Rob notes that prayer, for example, engages many brain systems at once: the frontal lobe for rational thinking; the limbic system for emotion; the amygdala to be calmed; the anterior cingulate to produce compassion. His book makes clear that our spiritual experiences are both mediated to us and interpreted for us by our bodies. This can be, at least for me, both disconcerting and encouraging.
It is disconcerting to realize that a lot of the feelings I have when engaged in worship or prayer may come from a chemical produced in my brain called dopamine. Can my fellowship with the mysterious Trinity who created the universe and me be boiled down to a chemical reaction? And, if so, does that make it less real? Are the secular evolutionists right that religion is simply an evolved response to the challenges of human existence … and nothing more? I wish Rob had grappled a little more with such philosophical questions arising from the research he discusses so ably in What Your Body Knows about God.
For myself, as someone whose first response to scientific skepticism is usually to tremble, perhaps I need to remind myself that God created matter and took on our flesh, the dust of which we are made. He was not embarrassed by it but hallowed it and worked within its limits and possibilities even as we do.

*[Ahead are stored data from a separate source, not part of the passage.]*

//!
//! Proj4 datum definitions
//!
use crate::ellipsoids::{constants as ellps, EllipsoidDefn};

/// Shift method is either
/// defined by Helmert transforms or nadgrids
pub enum DatumParamDefn {
    ToWGS84_0,
    ToWGS84_3(f64, f64, f64),
    ToWGS84_7(f64, f64, f64, f64, f64, f64, f64),
    NadGrids(&'static str),
}

pub struct DatumDefn {
    pub id: &'static str,
    pub params: DatumParamDefn,
    pub ellps: &'static EllipsoidDefn,
    //pub comment: &'static str,
}

//#[rustfmt::skip]
pub mod constants {
    use super::*;

    macro_rules! nadgrids {
        ($grids:expr) => {
            DatumParamDefn::NadGrids($grids)
        };
    }

    macro_rules! towgs84 {
        ($x:expr, $y:expr, $z:expr) => {
            DatumParamDefn::ToWGS84_3($x, $y, $z)
        };
        ($x:expr, $y:expr, $z:expr, $rx:expr, $ry:expr, $rz:expr, $s:expr) => {
            DatumParamDefn::ToWGS84_7($x, $y, $z, $rx, $ry, $rz, $s)
        };
        () => {
            DatumParamDefn::ToWGS84_0
        };
    }

    macro_rules! datum {
        ($name:ident, $id:expr, $params:expr, $ellps:ident, $c:expr $(,)?) => {
            pub(crate) const $name: DatumDefn = DatumDefn {
                id: $id,
                params: $params,
                ellps: &ellps::$ellps,
                //comment: $c,
            };
        };
    }

    // ---------------------------
    //
    // Datum definitions
    //
    // ---------------------------
    datum!(WGS84, "WGS84", towgs84!(), WGS84, "");
    datum!(
        GGRS87,
        "GGRS87",
        towgs84!(-199.87, 74.79, 246.62),
        GRS80,
        "Greek_Geodetic_Reference_System_1987",
    );
    datum!(
        NAD83,
        "NAD83",
        towgs84!(),
        GRS80,
        "North_American_Datum_1983"
    );
    datum!(
        NAD27,
        "NAD27",
        nadgrids!("@conus,@alaska,@ntv2_0.gsb,@ntv1_can.dat"),
        CLRK66,
        "North_American_Datum_1927",
    );
    // defn is "nadgrids=@BETA2007.gsb" in proj 9
    datum!(
        POTSDAM,
        "potsdam",
        towgs84!(598.1, 73.7, 418.2, 0.202, 0.045, -2.455, 6.7),
        BESSEL,
        "Potsdam Rauenberg 1950 DHDN",
    );
    datum!(
        CARTHAGE,
        "carthage",
        towgs84!(-263.0, 6.0, 431.0),
        CLRK80IGN,
        "Carthage 1934 Tunisia",
    );
    datum!(
        HERMANNSKOGEL,
        "hermannskogel",
        towgs84!(577.326, 90.129, 463.919, 5.137, 1.474, 5.297, 2.4232),
        BESSEL,
        "Hermannskogel",
    );
    datum!(
        IRE65,
        "ire65",
        towgs84!(482.530, -130.596, 564.557, -1.042, -0.214, -0.631, 8.15),
        MOD_AIRY,
        "Ireland 1965",
    );
    datum!(
        NZGD49,
        "nzgd49",
        towgs84!(59.47, -5.04, 187.44, 0.47, -0.1, 1.024, -4.5993),
        INTL,
        "New Zealand Geodetic Datum 1949",
    );
    datum!(
        OSGB36,
        "OSGB36",
        towgs84!(446.448, -125.157, 542.060, 0.1502, 0.2470, 0.8421, -20.4894),
        AIRY,
        "Airy 1830",
    );
    // Added from proj4js
    datum!(
        CH1903,
        "ch1903",
        towgs84!(674.374, 15.056, 405.346),
        BESSEL,
        "swiss",
    );
    datum!(
        OSNI52,
        "osni52",
        towgs84!(482.530, -130.596, 564.557, -1.042, -0.214, -0.631, 8.15),
        AIRY,
        "Irish National",
    );
    datum!(
        RASSADIRAN,
        "rassadiran",
        towgs84!(-133.63, -157.5, -158.62),
        INTL,
        "Rassadiran",
    );
    datum!(
        S_JTSK,
        "s_jtsk",
        towgs84!(589., 76., 480.),
        BESSEL,
        "S-JTSK (Ferro)",
    );
    datum!(
        BEDUARAM,
        "beduaram",
        towgs84!(-106., -87., 188.),
        CLRK80,
        "Beduaram",
    );
    datum!(
        GUNUNG_SEGARA,
        "gunung_segara",
        towgs84!(-403., 684., 41.),
        BESSEL,
        "Gunung Segara Jakarta",
    );
    datum!(
        RNB72,
        "rnb72",
        towgs84!(106.869, -52.2978, 103.724, -0.33657, 0.456955, -1.84218, 1.),
        INTL,
        "Reseau National Belge 1972",
    );

    /// Static datums table
    pub(super) const DATUMS: [&DatumDefn; 17] = [
        &WGS84,
        &GGRS87,
        &NAD83,
        &NAD27,
        &POTSDAM,
        &CARTHAGE,
        &HERMANNSKOGEL,
        &IRE65,
        &NZGD49,
        &OSGB36,
        &CH1903,
        &OSNI52,
        &RASSADIRAN,
        &S_JTSK,
        &BEDUARAM,
        &GUNUNG_SEGARA,
        &RNB72,
    ];
}

/// Return the datum definition
pub fn find_datum(name: &str) -> Option<&DatumDefn> {
    constants::DATUMS
        .iter()
        .find(|d| d.id.eq_ignore_ascii_case(name))
        .copied()
}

The encouragement comes as we realize the graciousness of God, who has so wired us physically that we work best, and enjoy life most, when we do what He says. God expects us to pray and worship and serve, and when we do, as a general rule, we are blessed with health, happiness, and connection. As many have said, what God requires, He supplies. And as Rob says, “Science shows we can indeed become people who do the good we would like to do by shaping the habits of our bodies and even the cells of our brains.”